Sucker Punch’s tagline is, “Close your eyes. Open your mind. You will be unprepared.” While it might be a waste of money to watch the film with your eyes closed, you get the drift. Despite the odd wording (wouldn’t “nothing can prepare you” have read better?) Sucker Punch’s PR people want you to believe that this is going to be something you haven’t seen before. This is a bold claim, 120 years into cinematic history.

Sucker Punch is more a pastiche than a narrative film, a homage to comic books, Japanimation, fantasy novels, and old Hollywood. Whether it’s any good or not depends entirely on what you bring to the theater. Pure entertainment? Sure. Will it leave you asking any question besides, “Where did we park the car?” Probably not. However, like zealots debating the authenticity of Barack Obama’s birth certificate Sucker Punch won’t disappoint the Zack Snyder faithful, but like Birthers, there will be no arguing with them.

The movie starts with the death of a mother. She has two daughters, one of which is the film’s heroine, Baby Doll, played by Emily Browning. Browning is a talented Australian actor who in person proves to be intelligent and insightful, but in Sucker Punch she rarely speaks. She and her sister are left to defend themselves against their evil stepfather, who like almost all the males portrayed in the film is cartoonishly evil. As in comic book narratives, no explanation is given for their destructive, black hearts. They are simply evil incarnate. As if to prove this, the stepfather brutally kills her sister after attempting to sexually assault Baby Doll, who barely escapes.

Baby Doll is found by police and committed to an all-girl mental institution by her stepfather who has convinced everyone she was the one who actually killed her sister. He pays off an enterprising but evil male orderly, played by Oscar Isaac, to sign Baby Doll up for an eventual lobotomy. It’s in the institution where the action happens. It’s there that she meets her four co-stars, Abby Cornish, Jena Malone, Jamie Chung and cell phone camera parvenu Vanessa Hudgens.

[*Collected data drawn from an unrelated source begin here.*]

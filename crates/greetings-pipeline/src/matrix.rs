//! Build matrix runner - fans one build out across toolchain/arch variants.

use futures::future::try_join_all;
use greetings_core::toolchain::{BuildJob, BuildVariant, CacheVolume, Toolchain};
use greetings_core::{Error, Origin, Result, SourceTree};
use std::collections::HashSet;
use std::sync::Arc;
use tracing::{error, info};

/// Runs one toolchain build per variant and merges the artifacts.
pub struct BuildMatrix {
    toolchain: Arc<dyn Toolchain>,
    /// Shared by every variant; the toolchain handles concurrent access.
    cache: CacheVolume,
    artifact: String,
}

impl BuildMatrix {
    pub fn new(toolchain: Arc<dyn Toolchain>, cache: CacheVolume, artifact: impl Into<String>) -> Self {
        Self {
            toolchain,
            cache,
            artifact: artifact.into(),
        }
    }

    /// Build every variant concurrently.
    ///
    /// The result holds exactly one artifact per variant at
    /// [`BuildVariant::output_path`]. The first failing variant aborts the
    /// remaining builds and is reported as [`Error::Variant`].
    pub async fn run(&self, source: &SourceTree, variants: &[BuildVariant]) -> Result<SourceTree> {
        if variants.is_empty() {
            return Err(Error::InvalidInput("build matrix has no variants".to_string()));
        }
        let mut seen = HashSet::new();
        for variant in variants {
            if !seen.insert(variant) {
                return Err(Error::InvalidInput(format!(
                    "duplicate build variant: {}",
                    variant
                )));
            }
        }

        info!(variants = variants.len(), cache = %self.cache.key, "Starting build matrix");

        let builds = variants.iter().map(|variant| self.build_variant(source, variant));
        let outputs = try_join_all(builds).await?;

        Ok(SourceTree::from_entries(Origin::Scratch, outputs))
    }

    async fn build_variant(
        &self,
        source: &SourceTree,
        variant: &BuildVariant,
    ) -> Result<(String, bytes::Bytes)> {
        let job = BuildJob {
            source: source.clone(),
            variant: variant.clone(),
            cache: self.cache.clone(),
            artifact: self.artifact.clone(),
        };

        info!(variant = %variant, "Building variant");
        match self.toolchain.build(&job).await {
            Ok(artifact) => {
                info!(variant = %variant, bytes = artifact.len(), "Variant built");
                Ok((variant.output_path(&self.artifact), artifact))
            }
            Err(e) => {
                error!(variant = %variant, error = %e, "Variant failed");
                Err(Error::Variant {
                    variant: variant.to_string(),
                    source: Box::new(e),
                })
            }
        }
    }
}
//! Publishing and hosting collaborator traits.
//!
//! Images go to a container registry, the API runs on an application host
//! (Fly.io) and the website on a static-site host (Netlify).

use async_trait::async_trait;

use crate::Result;
use crate::backend::ContainerImage;
use crate::secret::Credential;
use crate::tree::SourceTree;

/// Login for a container registry.
#[derive(Debug, Clone)]
pub struct RegistryAuth {
    /// Registry address, e.g. `index.docker.io`.
    pub address: String,
    /// Plain username; registries do not treat it as secret.
    pub username: String,
    pub password: Credential,
}

/// Trait for container registries.
#[async_trait]
pub trait Registry: Send + Sync {
    /// Publish `variants` as one multi-platform image at `image_ref`.
    async fn publish(
        &self,
        auth: &RegistryAuth,
        image_ref: &str,
        variants: &[ContainerImage],
    ) -> Result<String>;
}

/// Trait for hosts that run a container image as an application.
#[async_trait]
pub trait AppHost: Send + Sync {
    async fn deploy(&self, app: &str, image_ref: &str, token: &Credential) -> Result<String>;
}

/// Trait for hosts that serve a directory of static files.
#[async_trait]
pub trait StaticHost: Send + Sync {
    async fn deploy(&self, site_dir: &SourceTree, token: &Credential, site: &str)
    -> Result<String>;
}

As a form of therapy the girls are made to act out their demons on a literal stage, overseen by the institution’s psychiatrist, played by Carla Gugino. It’s through Baby Doll’s imagination while she is undertaking this therapy that the rest of the story is told. Until the very end when returned jarringly to reality, the audience is set loose in a kaleidoscopic world of sex-slave brothels, samurai swords, zombie Nazis, fire-breathing dragons, medieval knights, Vietnam War relics, sci-fi robots, and trips to other planets.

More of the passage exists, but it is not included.